■ What you have to do: Below are records; how many of their lines contain "mutate"? Reply with the number and no other words.

[[ Records supplied open ]]

//! The line reconciliation engine.
//!
//! A [`LineCollection`] owns the ordered lines of one transaction context and
//! applies every mutation so that, once it returns:
//!
//! - incremental operations never make two non-serialized lines share
//!   `(product_id, variant_key)`; a bulk load ([`LineCollection::replace_all`])
//!   keeps lines as given, so duplicates it brings in remain until removed,
//! - every line's `line_total` equals `unit_price * quantity`,
//! - every line has a product id and a unique `local_id`,
//! - the tracked total (if any) equals the sum of line totals.
//!
//! Mutations are synchronous and all-or-nothing; rejected input is reported as
//! [`Outcome::Ignored`] and leaves the collection untouched.

use tracing::{debug, trace};

use poscart_core::{DomainResult, Entity, ExpectedVersion, LocalId, Money, ProductId, VariantKey};

use crate::command::CartCommand;
use crate::config::CartConfig;
use crate::line::{LineDraft, LineItem, LinePatch, PricingMode, ReceiptStatus};
use crate::outcome::{IgnoreReason, Outcome};

#[derive(Debug, Clone, PartialEq)]
pub struct LineCollection {
    lines: Vec<LineItem>,
    config: CartConfig,
    tracked_total: Option<Money>,
    version: u64,
}

impl LineCollection {
    /// Empty collection without a running total (POS carts, edit sessions).
    pub fn new(config: CartConfig) -> Self {
        Self {
            lines: Vec::new(),
            config,
            tracked_total: None,
            version: 0,
        }
    }

    /// Empty collection that keeps a running total (purchase orders).
    pub fn with_tracked_total(config: CartConfig) -> Self {
        Self {
            tracked_total: Some(Money::ZERO),
            ..Self::new(config)
        }
    }

    pub fn lines(&self) -> &[LineItem] {
        &self.lines
    }

    pub fn into_lines(self) -> Vec<LineItem> {
        self.lines
    }

    pub fn get(&self, local_id: LocalId) -> Option<&LineItem> {
        self.lines.iter().find(|line| line.id() == local_id)
    }

    pub fn len(&self) -> usize {
        self.lines.len()
    }

    pub fn is_empty(&self) -> bool {
        self.lines.is_empty()
    }

    pub fn config(&self) -> &CartConfig {
        &self.config
    }

    /// Number of applied mutations so far.
    pub fn version(&self) -> u64 {
        self.version
    }

    /// Sum of all line totals.
    pub fn subtotal(&self) -> Money {
        self.lines.iter().map(LineItem::line_total).sum()
    }

    /// Running total, for collections created with [`Self::with_tracked_total`].
    pub fn tracked_total(&self) -> Option<Money> {
        self.tracked_total
    }

    /// Bulk load. Drafts without a product id (or otherwise invalid, or
    /// reusing an earlier draft's local id) are dropped; the rest become the
    /// collection as given, without merging.
    pub fn replace_all<I>(&mut self, items: I) -> Outcome
    where
        I: IntoIterator<Item = LineDraft>,
    {
        let mut lines: Vec<LineItem> = Vec::new();
        let mut dropped = 0;
        for draft in items {
            let local_id = draft.local_id;
            match LineItem::try_from(draft) {
                Ok(item) if lines.iter().all(|line| line.local_id != local_id) => {
                    lines.push(item)
                }
                Ok(_) => {
                    debug!(%local_id, "dropping draft with duplicate local id");
                    dropped += 1;
                }
                Err(reason) => {
                    debug!(%local_id, %reason, "dropping invalid draft");
                    dropped += 1;
                }
            }
        }
        let kept = lines.len();
        self.lines = lines;
        self.finish("replace_all", Outcome::Replaced { kept, dropped })
    }

    /// Add a candidate line, merging it into the matching line if one exists.
    pub fn add_line(&mut self, candidate: LineDraft) -> Outcome {
        let outcome = match LineItem::try_from(candidate) {
            Ok(item) if item.quantity < 1 => Outcome::Ignored(IgnoreReason::NonPositiveQuantity),
            Ok(item) => self.reconcile(item),
            Err(reason) => Outcome::Ignored(reason),
        };
        self.finish("add_line", outcome)
    }

    /// Apply a typed patch to the line it names.
    ///
    /// A patch for an unknown line that carries a product id is inserted as a
    /// new line (merging like [`Self::add_line`] if its product/variant already
    /// has one).
    pub fn update_line(&mut self, patch: LinePatch) -> Outcome {
        let outcome = self.apply_update(patch, None);
        self.finish("update_line", outcome)
    }

    /// [`Self::update_line`] for owners with an active pricing mode: a line
    /// created from the patch is priced in `mode`, like a scanned candidate.
    pub fn update_line_in_mode(&mut self, patch: LinePatch, mode: PricingMode) -> Outcome {
        let outcome = self.apply_update(patch, Some(mode));
        self.finish("update_line", outcome)
    }

    /// Idempotent: removing an absent line is ignored, not an error.
    pub fn remove_line(&mut self, local_id: LocalId) -> Outcome {
        let outcome = match self.index_of(local_id) {
            Some(idx) => {
                self.lines.remove(idx);
                Outcome::Removed(local_id)
            }
            None => Outcome::Ignored(IgnoreReason::UnknownLine(local_id)),
        };
        self.finish("remove_line", outcome)
    }

    /// Set a line's quantity. The stock ceiling is only enforced here when
    /// [`CartConfig::clamp_direct_edits`] is on.
    pub fn set_quantity(&mut self, local_id: LocalId, quantity: i64) -> Outcome {
        let outcome = if quantity < 0 {
            Outcome::Ignored(IgnoreReason::NegativeQuantity)
        } else {
            let clamp = self.config.clamp_direct_edits;
            self.with_line(local_id, |line| {
                line.quantity = if clamp {
                    clamp_to_ceiling(quantity, line.stock_ceiling).0
                } else {
                    quantity
                };
            })
        };
        self.finish("set_quantity", outcome)
    }

    pub fn set_unit_price(&mut self, local_id: LocalId, unit_price: Money) -> Outcome {
        let outcome = if unit_price.is_negative() {
            Outcome::Ignored(IgnoreReason::NegativePrice)
        } else {
            self.with_line(local_id, |line| line.unit_price = unit_price)
        };
        self.finish("set_unit_price", outcome)
    }

    /// Record how many units of a purchase line arrived and derive its status.
    pub fn set_received_quantity(&mut self, local_id: LocalId, received: i64) -> Outcome {
        let outcome = if received < 0 {
            Outcome::Ignored(IgnoreReason::NegativeQuantity)
        } else {
            self.with_line(local_id, |line| {
                line.received_quantity = Some(received);
                line.receipt_status = Some(ReceiptStatus::derive(line.quantity, received));
            })
        };
        self.finish("set_received_quantity", outcome)
    }

    /// Switch one line between its regular and wholesale price.
    pub fn set_pricing_mode(&mut self, local_id: LocalId, mode: PricingMode) -> Outcome {
        let outcome = match self.index_of(local_id) {
            Some(idx) => {
                self.lines[idx].apply_pricing_mode(mode);
                Outcome::Updated(local_id)
            }
            None => Outcome::Ignored(IgnoreReason::UnknownLine(local_id)),
        };
        self.finish("set_pricing_mode", outcome)
    }

    /// Switch every line between its regular and wholesale price.
    pub fn set_pricing_mode_all(&mut self, mode: PricingMode) -> Outcome {
        for line in &mut self.lines {
            line.apply_pricing_mode(mode);
        }
        let repriced = self.lines.len();
        self.finish("set_pricing_mode_all", Outcome::Repriced(repriced))
    }

    pub fn clear(&mut self) -> Outcome {
        self.lines.clear();
        self.finish("clear", Outcome::Cleared)
    }

    /// Dispatch a serialized command to the matching operation.
    pub fn execute(&mut self, command: CartCommand) -> Outcome {
        match command {
            CartCommand::ReplaceAll { items } => self.replace_all(items),
            CartCommand::AddLine(candidate) => self.add_line(candidate),
            CartCommand::UpdateLine(patch) => self.update_line(patch),
            CartCommand::RemoveLine { local_id } => self.remove_line(local_id),
            CartCommand::SetQuantity { local_id, quantity } => self.set_quantity(local_id, quantity),
            CartCommand::SetUnitPrice {
                local_id,
                unit_price,
            } => self.set_unit_price(local_id, unit_price),
            CartCommand::SetReceivedQuantity {
                local_id,
                received_quantity,
            } => self.set_received_quantity(local_id, received_quantity),
            CartCommand::SetPricingMode { local_id, mode } => self.set_pricing_mode(local_id, mode),
            CartCommand::SetPricingModeAll { mode } => self.set_pricing_mode_all(mode),
            CartCommand::Clear => self.clear(),
        }
    }

    /// Compare-and-swap flavored [`Self::execute`]: fails with a conflict
    /// when the collection moved past `expected`.
    pub fn execute_expected(
        &mut self,
        expected: ExpectedVersion,
        command: CartCommand,
    ) -> DomainResult<Outcome> {
        expected.check(self.version)?;
        Ok(self.execute(command))
    }

    fn index_of(&self, local_id: LocalId) -> Option<usize> {
        self.lines.iter().position(|line| line.id() == local_id)
    }

    fn index_of_key(&self, product_id: ProductId, variant_key: Option<&VariantKey>) -> Option<usize> {
        self.lines
            .iter()
            .position(|line| line.matches_key(product_id, variant_key))
    }

    fn with_line<F>(&mut self, local_id: LocalId, mutate: F) -> Outcome
    where
        F: FnOnce(&mut LineItem),
    {
        match self.index_of(local_id) {
            Some(idx) => {
                let line = &mut self.lines[idx];
                mutate(&mut *line);
                line.recompute();
                Outcome::Updated(local_id)
            }
            None => Outcome::Ignored(IgnoreReason::UnknownLine(local_id)),
        }
    }

    /// Merge-or-append for a validated line.
    fn reconcile(&mut self, item: LineItem) -> Outcome {
        if item.is_serialized && !item.serials.is_empty() {
            return self.append(item);
        }

        if let Some(idx) = self.index_of_key(item.product_id, item.variant_key.as_ref()) {
            return self.merge_into(idx, item);
        }

        // Identity healing: a line loaded without a variant key takes the key
        // the variant picker supplies instead of becoming a second line.
        if self.config.heal_variant_identity && item.variant_key.is_some() {
            if let Some(idx) = self.index_of_key(item.product_id, None) {
                let line = &mut self.lines[idx];
                line.variant_key = item.variant_key.clone();
                line.stock_ceiling = item.stock_ceiling.or(line.stock_ceiling);
                return self.merge_into(idx, item);
            }
        }

        self.append(item)
    }

    fn append(&mut self, item: LineItem) -> Outcome {
        let local_id = item.local_id;
        if self.index_of(local_id).is_some() {
            return Outcome::Ignored(IgnoreReason::DuplicateLocalId(local_id));
        }
        self.lines.push(item);
        Outcome::Appended(local_id)
    }

    fn merge_into(&mut self, idx: usize, incoming: LineItem) -> Outcome {
        let line = &mut self.lines[idx];
        let ceiling = incoming.stock_ceiling.or(line.stock_ceiling);
        let (quantity, clamped) =
            clamp_to_ceiling(line.quantity.saturating_add(incoming.quantity), ceiling);
        line.stock_ceiling = ceiling;
        line.quantity = quantity;
        line.recompute();
        Outcome::Merged {
            into: line.local_id,
            clamped,
        }
    }

    fn apply_update(&mut self, patch: LinePatch, mode: Option<PricingMode>) -> Outcome {
        if patch.quantity.is_some_and(|q| q < 0) {
            return Outcome::Ignored(IgnoreReason::NegativeQuantity);
        }
        if patch.has_negative_price() {
            return Outcome::Ignored(IgnoreReason::NegativePrice);
        }

        let local_id = patch.local_id;
        let Some(idx) = self.index_of(local_id) else {
            if patch.product_id.is_none() {
                return Outcome::Ignored(IgnoreReason::UnknownLine(local_id));
            }
            let candidate = LineDraft::from(patch);
            let candidate = match mode {
                Some(mode) => candidate.priced_for(mode),
                None => candidate,
            };
            return match LineItem::try_from(candidate) {
                Ok(item) => self.reconcile(item),
                Err(reason) => Outcome::Ignored(reason),
            };
        };

        let current = &self.lines[idx];
        let product_id = patch.product_id.unwrap_or(current.product_id);
        let variant_key = patch
            .variant_key
            .clone()
            .or_else(|| current.variant_key.clone());
        let rekeyed = product_id != current.product_id || variant_key != current.variant_key;
        let collides = rekeyed
            && !current.is_serialized
            && self
                .lines
                .iter()
                .enumerate()
                .any(|(i, other)| i != idx && other.matches_key(product_id, variant_key.as_ref()));
        if collides {
            return Outcome::Ignored(IgnoreReason::IdentityConflict(local_id));
        }

        let clamp = self.config.clamp_direct_edits;
        let line = &mut self.lines[idx];
        line.apply_patch(patch);
        if clamp {
            line.quantity = clamp_to_ceiling(line.quantity, line.stock_ceiling).0;
            line.recompute();
        }
        Outcome::Updated(local_id)
    }

    fn finish(&mut self, op: &'static str, outcome: Outcome) -> Outcome {
        match outcome {
            Outcome::Ignored(reason) => {
                debug!(op, %reason, "cart mutation ignored");
            }
            _ => {
                self.version += 1;
                if self.tracked_total.is_some() {
                    self.tracked_total = Some(self.subtotal());
                }
                trace!(op, ?outcome, lines = self.lines.len(), version = self.version, "cart mutation applied");
            }
        }
        outcome
    }
}

/// Returns the clamped quantity and whether clamping happened.
fn clamp_to_ceiling(quantity: i64, ceiling: Option<i64>) -> (i64, bool) {
    match ceiling {
        Some(ceiling) if quantity > ceiling => (ceiling.max(0), true),
        _ => (quantity, false),
    }
}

[[ Records supplied closed ]]

■ Solution to this problem: 2